Let’s take Mandy for example.  Mandy is a senior Arabian who was adopted in early 2014.  She was rated Intermediate with Beginner potential during her time in rescue.  Mandy had a problem with being herd bound–and with the wrong person could be explosively herd bound.  Her adopter worked her through this issue, and brought Mandy to a true beginner level.  We still wouldn’t call Mandy bomb proof, but she came to Safe Harbor’s Summer kids camp in 2014 as one of the lesson horses for the week, and did phenomenal with all of the children there.  Her adopter took lessons with her once a week for 3 months for both Mandy’s benefit and her own benefit to help Mandy reach this potential.  Total cost for this? $300 for an adoption fee for a fully vetted horse and $455 for training for a total of $755.  Try finding a $755 bomb proof, child ready, fully vetted horse with proof of current negative coggins and microchip on Craigslist.  We seriously doubt it is possible.  Even better, rather than getting just a horse that is trained, in Mandy’s case her adopter ALSO received valuable education and became a better rider.

Second is understanding what your adoptive horse is used to.  As an adopter there are questions you SHOULD ask at your meeting with the foster home.

  • What is the horse’s daily routine?  Feeding times, pasture times, stall times, etc.  Any change to routine can be a change to behavior.
  • Has this horse been with other mares?  Other geldings? Changes to pasture dynamic can greatly affect behavior.
  • How often was this horse exercised? If you adopt a horse that was being worked 3 to 5 days a week and then you expect him/her to be ready for you the one time a month you want to ride–well, reset those expectations.  That’s a super quick way to transition a beginner horse to intermediate or advanced.
  • What was this horse eating?  Changes can not only upset the digestive tract, but changes in feed and supplementation CAN create drastic behavioral shifts as well.

If you adopt a beginner rated horse, consistency is an important part of keeping that horse beginner ready.

Mandy with kidsThird, don’t rule out the seniors!  Seniors are generally the experienced horses.  There is a saying, “Green and Green make black and blue”.  If you haven’t heard it before what it means is an inexperienced horse and inexperienced rider combined together will almost always lead to injury.  We can’t stress this enough.

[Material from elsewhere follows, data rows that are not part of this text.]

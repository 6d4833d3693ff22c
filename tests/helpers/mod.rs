//! Hand-written in-memory doubles for the two external collaborator
//! traits, used by `tests/scenarios.rs`. No mocking crate: the pack
//! writes its own fakes (see `ALU-Schumacher-AUDITOR`'s `KapiCollector`
//! tests), and the traits here are small enough that a fake is simpler
//! than a generated mock.

use std::collections::HashMap;
use std::sync::Mutex;

use async_trait::async_trait;

use fleet_autoscaler::clients::{ClusterObserver, ScalingGroupClient};
use fleet_autoscaler::core::asg::{AsgDto, AsgInstanceDto};
use fleet_autoscaler::core::node::NodeDto;
use fleet_autoscaler::core::pod::{ContainerRequestDto, PodDto};
use fleet_autoscaler::error::AutoscalerError;

pub struct FakeCluster {
    pub nodes: Vec<NodeDto>,
    pub pods: Vec<PodDto>,
}

#[async_trait]
impl ClusterObserver for FakeCluster {
    async fn list_nodes(&self) -> Result<Vec<NodeDto>, AutoscalerError> {
        Ok(self.nodes.clone())
    }

    async fn list_pods(&self) -> Result<Vec<PodDto>, AutoscalerError> {
        Ok(self.pods.clone())
    }
}

pub struct FakeScalingGroups {
    pub instances: Vec<AsgInstanceDto>,
    pub groups: Vec<AsgDto>,
    pub set_calls: Mutex<Vec<(String, i64)>>,
}

impl FakeScalingGroups {
    pub fn empty() -> Self {
        Self {
            instances: vec![],
            groups: vec![],
            set_calls: Mutex::new(vec![]),
        }
    }
}

#[async_trait]
impl ScalingGroupClient for FakeScalingGroups {
    async fn describe_instances(&self) -> Result<Vec<AsgInstanceDto>, AutoscalerError> {
        Ok(self.instances.clone())
    }

    async fn describe_groups(&self) -> Result<Vec<AsgDto>, AutoscalerError> {
        Ok(self.groups.clone())
    }

    async fn set_desired_capacity(
        &self,
        asg_name: &str,
        desired: i64,
    ) -> Result<(), AutoscalerError> {
        self.set_calls
            .lock()
            .unwrap()
            .push((asg_name.to_string(), desired));
        Ok(())
    }
}

pub fn node(name: &str, instance_id: &str, zone: &str, cpu: &str, memory: &str, pods: &str) -> NodeDto {
    NodeDto {
        name: name.to_string(),
        labels: HashMap::from([(
            "failure-domain.beta.kubernetes.io/zone".to_string(),
            zone.to_string(),
        )]),
        capacity: HashMap::from([
            ("cpu".to_string(), cpu.to_string()),
            ("memory".to_string(), memory.to_string()),
            ("pods".to_string(), pods.to_string()),
        ]),
        external_id: instance_id.to_string(),
    }
}

pub fn pod(name: &str, node_name: &str, cpu: &str) -> PodDto {
    PodDto {
        name: name.to_string(),
        phase: "Running".to_string(),
        node_name: Some(node_name.to_string()),
        container_requests: vec![ContainerRequestDto {
            cpu: Some(cpu.to_string()),
            memory: None,
        }],
    }
}

pub fn asg_instance(instance_id: &str, asg_name: &str, zone: &str) -> AsgInstanceDto {
    AsgInstanceDto {
        instance_id: instance_id.to_string(),
        asg_name: asg_name.to_string(),
        zone: zone.to_string(),
    }
}

pub fn asg(name: &str, desired: i64, min: i64, max: i64) -> AsgDto {
    AsgDto {
        name: name.to_string(),
        desired_capacity: desired,
        min_size: min,
        max_size: max,
    }
}
//! Resource quantity parsing and the resource vector used throughout the
//! reconciliation pipeline.

use std::collections::BTreeMap;

use serde::{Deserialize, Serialize};

use crate::error::AutoscalerError;

/// A mapping from resource name (`cpu`, `memory`, `pods`, ...) to a
/// non-negative quantity. CPU is in cores, memory in bytes, pod count as
/// an integer — but the vector itself is resource-name-agnostic so the
/// same type serves capacity, usage, buffers and buffered demand.
#[derive(Debug, Default, Clone, PartialEq, Serialize, Deserialize)]
pub struct ResourceVector(pub BTreeMap<String, f64>);

impl ResourceVector {
    pub fn new() -> Self {
        Self(BTreeMap::new())
    }

    pub fn get(&self, resource: &str) -> f64 {
        self.0.get(resource).copied().unwrap_or(0.0)
    }

    pub fn set(&mut self, resource: impl Into<String>, value: f64) {
        self.0.insert(resource.into(), value);
    }

    pub fn add(&mut self, resource: &str, value: f64) {
        *self.0.entry(resource.to_string()).or_insert(0.0) += value;
    }

    /// Adds every entry of `other` into `self`, summing shared resource
    /// names. Used by the usage aggregator (C4) to fold pod requests into
    /// a group total.
    pub fn merge_add(&mut self, other: &ResourceVector) {
        for (resource, value) in other.0.iter() {
            self.add(resource, *value);
        }
    }

    pub fn iter(&self) -> impl Iterator<Item = (&String, &f64)> {
        self.0.iter()
    }

    pub fn cpu(&self) -> f64 {
        self.get("cpu")
    }

    pub fn memory(&self) -> f64 {
        self.get("memory")
    }

    pub fn pods(&self) -> f64 {
        self.get("pods")
    }
}

impl FromIterator<(String, f64)> for ResourceVector {
    fn from_iter<T: IntoIterator<Item = (String, f64)>>(iter: T) -> Self {
        Self(iter.into_iter().collect())
    }
}

/// `sufficient(have, need) ⇔ ∀r: have[r] ≤ need[r]`. A resource present
/// in `have` but absent from `need` defaults `need[r]` to 0, so it only
/// passes if `have[r] <= 0`; a resource present only in `need` never
/// fails (`have[r]` defaults to 0).
pub fn sufficient(have: &ResourceVector, need: &ResourceVector) -> bool {
    have.0.iter().all(|(resource, value)| *value <= need.get(resource))
}

/// Parses the cluster's quantity grammar (`"100Mi"`, `"1m"`, `"2"`) into a
/// plain number. One-way decode only; round-tripping back to a quantity
/// string is not required.
pub fn parse_resource(raw: &str) -> Result<f64, AutoscalerError> {
    let raw = raw.trim();
    if raw.is_empty() {
        return Err(AutoscalerError::InvalidQuantity(raw.to_string()));
    }

    if let Some(number) = raw.strip_suffix('m') {
        return parse_plain(number, raw).map(|value| value * 1e-3);
    }

    const BINARY_SUFFIXES: [(&str, u32); 6] =
        [("Ki", 1), ("Mi", 2), ("Gi", 3), ("Ti", 4), ("Pi", 5), ("Ei", 6)];
    for (suffix, power) in BINARY_SUFFIXES {
        if let Some(number) = raw.strip_suffix(suffix) {
            return parse_plain(number, raw).map(|value| value * 1024f64.powi(power as i32));
        }
    }

    const DECIMAL_SUFFIXES: [(&str, u32); 6] =
        [("K", 1), ("M", 2), ("G", 3), ("T", 4), ("P", 5), ("E", 6)];
    for (suffix, power) in DECIMAL_SUFFIXES {
        if let Some(number) = raw.strip_suffix(suffix) {
            return parse_plain(number, raw).map(|value| value * 1000f64.powi(power as i32));
        }
    }

    parse_plain(raw, raw)
}

fn parse_plain(number: &str, original: &str) -> Result<f64, AutoscalerError> {
    number
        .parse::<f64>()
        .map_err(|_| AutoscalerError::InvalidQuantity(original.to_string()))
}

What we cannot offer at Safe Harbor are horses that have been regularly ridden by beginners.  What we can provide is a testimonial of a horse that has been ridden once or twice by an adult beginner, or tested by an advanced rider acting like a beginner rider on how that horse responded.  We take detailed notes.  We take video.  We provide as much disclosure as we can.

As a parent or new horse owner, don’t get worried when we say we don’t have kid broke horses.  Just understand what it means.  You might find out that the horse you adopted is everything you wanted without one day of additional training. We’re just not going to tell you they are because we have no way whatsoever of putting through that test.  PLAN on having a family trainer to work with you, your horse and your child.  If you are all new to horses have an experienced friend or relative ride your horse at least once a month to help work out any issues you as a beginner may be unknowingly causing (like sluggishness on lead changes, inappropriate stops at gates, etc).  And finally, have confidence that if you end up adopting a horse you are afraid of or who is just not the right personality fit, your adoption contract with Safe Harbor requires your horse to come back.  Unlike buying on the internet or from a breeder your horse can come back, and we will welcome him/her back with open arms–and continue to help you find the horse of your dreams.